With the holidays around the corner, it's the perfect occasion to squeeze in a couple books. That's especially true if you're not traveling this year. This list of books is all under 300 pages, making them the perfect companion for the extra time you might have throughout the next couple weeks.
'Afterlife,' by Julia Alvarez
The author of In the Time of the Butterflies, with more than one million copies in print, is back with a tour de force. Antonia Vega has just retired when her beloved husband, Sam, suddenly dies. And then more jolts: her bighearted but unstable sister disappears, and Antonia returns home one evening to find a pregnant, undocumented teenager on her doorstep.
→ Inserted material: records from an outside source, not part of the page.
// -*- coding: utf-8 -*-
// Copyright (C) 2025 Michael Büsch <m@bues.ch>
// SPDX-License-Identifier: Apache-2.0 OR MIT

use crate::{
    hw::{interrupt, mcu},
    mutex::{LazyMainInit, MainInitCtx},
};
use core::convert::Infallible;
use embedded_hal::digital::{ErrorType, InputPin, OutputPin};
use phasectl::Switches;

macro_rules! impl_port {
    (
        $struct:ident,
        $name:ident,
        $port:ident,
        $pin:ident,
        $ddr:ident
    ) => {
        #[allow(non_snake_case)]
        pub struct $struct {
            pub $name: mcu::$name,
        }

        // SAFETY: Is initialized when constructing the MainCtx.
        pub static $name: LazyMainInit<$struct> = unsafe { LazyMainInit::uninit() };

        impl $struct {
            #[inline(always)]
            pub fn get(&self, bit: u8) -> bool {
                self.$name.$pin().read().bits() & (1 << bit) != 0
            }

            /// Read-modify-write of the output register.
            /// Atomic w.r.t. the interrupt handlers.
            #[inline(always)]
            pub fn set(&self, bit: u8, value: bool) {
                interrupt::free(|_| {
                    self.$name.$port().modify(|r, w| {
                        if value {
                            w.set(r.bits() | (1 << bit))
                        } else {
                            w.set(r.bits() & !(1 << bit))
                        }
                    });
                });
            }

            fn setup_bits(&self, port: u8, ddr: u8) {
                self.$name.$port().write(|w| w.set(port));
                self.$name.$ddr().write(|w| w.set(ddr));
            }
        }
    };
}

impl_port!(PortB, PORTB, portb, pinb, ddrb);
impl_port!(PortC, PORTC, portc, pinc, ddrc);
impl_port!(PortD, PORTD, portd, pind, ddrd);

const fn pin_input(_bit: u8) -> u8 {
    0
}
const fn pin_output(bit: u8) -> u8 {
    1 << bit
}
const fn pin_low(_bit: u8) -> u8 {
    0
}
const fn pin_high(bit: u8) -> u8 {
    1 << bit
}
const fn pin_floating(_bit: u8) -> u8 {
    0
}
const fn pin_pullup(bit: u8) -> u8 {
    1 << bit
}

impl PortB {
    #[rustfmt::skip]
    pub fn setup(&self, _: &MainInitCtx) {
        self.setup_bits(
            pin_high(0) | // power pulse A, active low
            pin_high(1) | // power pulse B, active low
            pin_low(2) | // indicator 5
            pin_pullup(3) | // ISP MOSI
            pin_pullup(4) | // ISP MISO
            pin_pullup(5) | // ISP SCK
            pin_floating(6) | // XTAL1
            pin_floating(7), // XTAL2
            pin_output(0) | // power pulse A, active low
            pin_output(1) | // power pulse B, active low
            pin_output(2) | // indicator 5
            pin_input(3) | // ISP MOSI
            pin_input(4) | // ISP MISO
            pin_input(5) | // ISP SCK
            pin_input(6) | // XTAL1
            pin_input(7), // XTAL2
        );
    }
}

impl PortC {
    #[rustfmt::skip]
    pub fn setup(&self, _: &MainInitCtx) {
        self.setup_bits(
            pin_high(0) | // motor pulse A, active low
            pin_high(1) | // motor pulse B, active low
            pin_low(2) | // indicator 1
            pin_low(3) | // indicator 2
            pin_low(4) | // indicator 3
            pin_low(5) | // indicator 4
            pin_floating(6), // RESET
            pin_output(0) | // motor pulse A, active low
            pin_output(1) | // motor pulse B, active low
            pin_output(2) | // indicator 1
            pin_output(3) | // indicator 2
            pin_output(4) | // indicator 3
            pin_output(5) | // indicator 4
            pin_input(6), // RESET
        );
    }
}

impl PortD {
    #[rustfmt::skip]
    pub fn setup(&self, _: &MainInitCtx) {
        self.setup_bits(
            pin_pullup(0) | // RXD
            pin_high(1) | // TXD, debug stream
            pin_floating(2) | // zero crossing sense, INT0
            pin_pullup(3) | // power switch, active low
            pin_pullup(4) | // minus switch, active low
            pin_pullup(5) | // plus switch, active low
            pin_pullup(6) | // filter switch, high = open
            pin_low(7), // status LED
            pin_input(0) | // RXD
            pin_output(1) | // TXD, debug stream
            pin_input(2) | // zero crossing sense, INT0
            pin_input(3) | // power switch, active low
            pin_input(4) | // minus switch, active low
            pin_input(5) | // plus switch, active low
            pin_input(6) | // filter switch, high = open
            pin_output(7), // status LED
        );
    }
}

#[derive(Clone, Copy, PartialEq, Eq)]
pub enum Port {
    B,
    C,
    D,
}

/// One port pin as `embedded-hal` input and output.
#[derive(Clone, Copy)]
pub struct PortPin {
    port: Port,
    bit: u8,
}

impl PortPin {
    pub const fn new(port: Port, bit: u8) -> Self {
        Self { port, bit }
    }

    #[inline(always)]
    pub fn get(&self) -> bool {
        match self.port {
            Port::B => PORTB.get(self.bit),
            Port::C => PORTC.get(self.bit),
            Port::D => PORTD.get(self.bit),
        }
    }

    #[inline(always)]
    pub fn set(&self, value: bool) {
        match self.port {
            Port::B => PORTB.set(self.bit, value),
            Port::C => PORTC.set(self.bit, value),
            Port::D => PORTD.set(self.bit, value),
        }
    }
}

impl ErrorType for PortPin {
    type Error = Infallible;
}

impl OutputPin for PortPin {
    #[inline(always)]
    fn set_low(&mut self) -> Result<(), Infallible> {
        self.set(false);
        Ok(())
    }

    #[inline(always)]
    fn set_high(&mut self) -> Result<(), Infallible> {
        self.set(true);
        Ok(())
    }
}

impl InputPin for PortPin {
    #[inline(always)]
    fn is_high(&mut self) -> Result<bool, Infallible> {
        Ok(self.get())
    }

    #[inline(always)]
    fn is_low(&mut self) -> Result<bool, Infallible> {
        Ok(!self.get())
    }
}

pub const PULSE_POWER: [PortPin; 2] = [PortPin::new(Port::B, 0), PortPin::new(Port::B, 1)];
pub const PULSE_MOTOR: [PortPin; 2] = [PortPin::new(Port::C, 0), PortPin::new(Port::C, 1)];

pub const INDICATORS: [PortPin; 5] = [
    PortPin::new(Port::C, 2),
    PortPin::new(Port::C, 3),
    PortPin::new(Port::C, 4),
    PortPin::new(Port::C, 5),
    PortPin::new(Port::B, 2),
];
pub const STATUS_LED: PortPin = PortPin::new(Port::D, 7);

pub const ZERO_CROSS: PortPin = PortPin::new(Port::D, 2);

const SW_POWER: PortPin = PortPin::new(Port::D, 3);
const SW_MINUS: PortPin = PortPin::new(Port::D, 4);
const SW_PLUS: PortPin = PortPin::new(Port::D, 5);
const SW_FILTER: PortPin = PortPin::new(Port::D, 6);

/// Sample the front panel switches.
pub fn read_switches() -> Switches {
    Switches {
        power: !SW_POWER.get(),
        minus: !SW_MINUS.get(),
        plus: !SW_PLUS.get(),
        filter_open: SW_FILTER.get(),
    }
}

// vim: ts=4 sw=4 expandtab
Set in a small Vermont town, Afterlife shows how culture and politics intersect with place and asks: What do we owe those in crisis in our families, including maybe especially members of our human family?
'The Poison Garden,' by A.J. Banner
A woman's idyllic life becomes a deceptive hall of mirrors in a thriller of exquisitely constructed psychological suspense by A. J. Banner, bestselling author of The Good Neighbor.
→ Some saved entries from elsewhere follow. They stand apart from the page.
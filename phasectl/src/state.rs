// -*- coding: utf-8 -*-
// Copyright (C) 2025 Michael Büsch <m@bues.ch>
// SPDX-License-Identifier: Apache-2.0 OR MIT

//! Controller state shared between the main loop and the interrupts.

use crate::{
    engine::PhaseEngine,
    hal::PhaseIo,
    ramp::SoftStart,
    table::{GridFreq, MotorLevel, PhaseTable, PowerMode},
};
use core::cell::Cell;
use critical_section::Mutex;

/// Mode parameters that the phase engine reads on every zero crossing.
#[derive(Clone, Copy, PartialEq, Eq, Debug)]
#[cfg_attr(feature = "defmt", derive(defmt::Format))]
pub struct ControllerState {
    pub(crate) grid: GridFreq,
    pub(crate) power_mode: PowerMode,
    pub(crate) motor_level: MotorLevel,
    pub(crate) soft_start: SoftStart,
    pub(crate) motor_armed: bool,
}

impl ControllerState {
    /// Powered off state.
    pub const fn new(grid: GridFreq) -> Self {
        Self {
            grid,
            power_mode: PowerMode::Standby,
            motor_level: MotorLevel::DEFAULT,
            soft_start: SoftStart::done(),
            motor_armed: false,
        }
    }

    pub const fn table(&self) -> &'static PhaseTable {
        self.grid.table()
    }

    pub const fn grid(&self) -> GridFreq {
        self.grid
    }

    pub const fn power_mode(&self) -> PowerMode {
        self.power_mode
    }

    pub const fn motor_level(&self) -> MotorLevel {
        self.motor_level
    }

    pub const fn soft_start(&self) -> SoftStart {
        self.soft_start
    }

    pub const fn motor_armed(&self) -> bool {
        self.motor_armed
    }

    pub fn set_power_mode(&mut self, mode: PowerMode) {
        self.power_mode = mode;
    }

    /// Switch on at `level`.
    /// The motor is only armed, if the filter is open.
    pub fn power_on(&mut self, level: MotorLevel, filter_open: bool) {
        self.power_mode = PowerMode::Active;
        self.motor_level = level;
        self.soft_start = SoftStart::start(self.table(), level);
        self.motor_armed = filter_open;
    }

    pub fn power_off(&mut self) {
        self.motor_armed = false;
        self.power_mode = PowerMode::Standby;
    }

    /// One level faster. Returns the new level or `None` at the ceiling.
    pub fn level_up(&mut self) -> Option<MotorLevel> {
        let level = self.motor_level.up()?;
        self.motor_level = level;
        self.soft_start.level_up(self.grid.table(), level);
        Some(level)
    }

    /// One level slower. Returns the new level or `None` at the floor.
    pub fn level_down(&mut self) -> Option<MotorLevel> {
        let level = self.motor_level.down()?;
        self.motor_level = level;
        self.soft_start.level_down(self.grid.table(), level);
        Some(level)
    }

    pub fn disarm_motor(&mut self) {
        self.motor_armed = false;
    }

    /// Arm the motor with a full soft-start at the current level.
    pub fn restart_motor(&mut self) {
        self.soft_start = SoftStart::start(self.table(), self.motor_level);
        self.motor_armed = true;
    }

    /// Power pulse delay in power ticks.
    pub const fn power_delay(&self) -> u8 {
        self.table().power_delay(self.power_mode)
    }

    /// Motor compare target in motor ticks, including the soft-start shift.
    pub const fn motor_compare(&self) -> u16 {
        self.table().motor_delay(self.motor_level) as u16 + self.soft_start.shift() as u16
    }
}

/// The controller instance.
///
/// Lives in a `static` and is shared by the main loop and the interrupts.
/// All accesses happen in a critical section.
pub struct Controller {
    state: Mutex<Cell<ControllerState>>,
    engine: Mutex<Cell<PhaseEngine>>,
}

impl Controller {
    pub const fn new() -> Self {
        Self {
            state: Mutex::new(Cell::new(ControllerState::new(GridFreq::Hz50))),
            engine: Mutex::new(Cell::new(PhaseEngine::new())),
        }
    }

    /// Select the phase table.
    /// Ignored after [Controller::start].
    pub fn select_grid(&self, grid: GridFreq) {
        critical_section::with(|cs| {
            if !self.engine.borrow(cs).get().is_started() {
                let state = self.state.borrow(cs);
                state.set(ControllerState::new(grid));
            }
        });
    }

    /// Snapshot of the mode parameters.
    pub fn state(&self) -> ControllerState {
        critical_section::with(|cs| self.state.borrow(cs).get())
    }

    /// Snapshot of the scheduler states.
    pub fn engine(&self) -> PhaseEngine {
        critical_section::with(|cs| self.engine.borrow(cs).get())
    }

    /// Modify the mode parameters atomically.
    pub fn update<F, R>(&self, f: F) -> R
    where
        F: FnOnce(&mut ControllerState) -> R,
    {
        critical_section::with(|cs| {
            let cell = self.state.borrow(cs);
            let mut state = cell.get();
            let ret = f(&mut state);
            cell.set(state);
            ret
        })
    }

    /// Arm the schedulers. Call before the interrupts are unmasked.
    pub fn start(&self, io: &mut impl PhaseIo) {
        critical_section::with(|cs| {
            let cell = self.engine.borrow(cs);
            let mut engine = cell.get();
            engine.start(io);
            cell.set(engine);
        });
    }

    /// Zero crossing interrupt.
    pub fn irq_zero_cross(&self, io: &mut impl PhaseIo) {
        critical_section::with(|cs| {
            let engine_cell = self.engine.borrow(cs);
            let state_cell = self.state.borrow(cs);
            let mut engine = engine_cell.get();
            let mut state = state_cell.get();
            engine.zero_cross(&mut state, io);
            state_cell.set(state);
            engine_cell.set(engine);
        });
    }

    /// Power timer overflow interrupt.
    pub fn irq_power_timer(&self, io: &mut impl PhaseIo) {
        critical_section::with(|cs| {
            let cell = self.engine.borrow(cs);
            let mut engine = cell.get();
            engine.power_timer_overflow(io);
            cell.set(engine);
        });
    }

    /// Motor timer compare-match interrupt.
    pub fn irq_motor_timer(&self, io: &mut impl PhaseIo) {
        critical_section::with(|cs| {
            let cell = self.engine.borrow(cs);
            let state = self.state.borrow(cs).get();
            let mut engine = cell.get();
            engine.motor_timer_match(&state, io);
            cell.set(engine);
        });
    }
}

impl Default for Controller {
    fn default() -> Self {
        Self::new()
    }
}


// vim: ts=4 sw=4 expandtab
Elise Watters seems to have it all--a blissful marriage, a gorgeous Victorian home surrounded by lush gardens, and a dream job running her late mother's herbal boutique.
But on the eve of her first wedding anniversary, Elise makes a shocking discovery that turns her life upside down and casts doubt on everything she thought she knew--about her marriage, her friends, and even herself. As she treads into dangerous territory, Elise is forced to wonder: Is her whole future at stake? Or is paranoia getting the best of her?
If she is to believe what she sees, Elise has every reason to fear for her life...
'The Uncommon Reader,' by Alan Bennett
From the author of The History Boys and The Clothes They Stood Up In.
A deliciously funny novella that celebrates the pleasure of reading. When the Queen in pursuit of her wandering corgis stumbles upon a mobile library she feels duty bound to borrow a book. Aided by Norman, a young man from the palace kitchen who frequents the library, Bennett describes the Queen's transformation as she discovers the liberating pleasures of the written word. With the poignant and mischievous wit of The History Boys, England's best loved author revels in the power of literature to change even the most uncommon reader's life.
'Between the World and Me,' by Ta-Nehisi Coates
In a profound work that pivots from the biggest questions about American history and ideals to the most intimate concerns of a father for his son, Ta-Nehisi Coates offers a powerful new framework for understanding our nation's history and current crisis. Americans have built an empire on the idea of "race," a falsehood that damages us all but falls most heavily on the bodies of black women and men--bodies exploited through slavery and segregation, and, today, threatened, locked up, and murdered out of all proportion. What is it like to inhabit a black body and find a way to live within it? And how can we all honestly reckon with this fraught history and free ourselves from its burden?
'The Familiar Dark,' by Amy Engel
Sometimes the answers are worse than the questions. Sometimes it's better not to know.
Set in the poorest part of the Missouri Ozarks, in a small town with big secrets, The Familiar Dark opens with a murder. Eve Taggert, desperate with grief over losing her daughter, takes it upon herself to find out the truth about what happened. Eve is no stranger to the dark side of life, having been raised by a hard-edged mother whose lessons Eve tried not to pass on to her own daughter. But Eve may need her mother's cruel brand of strength if she's going to face the reality about her daughter's death and about her own true nature. Her quest for justice takes her from the seedy underbelly of town to the quiet woods and, most frighteningly, back to her mother's trailer for a final lesson.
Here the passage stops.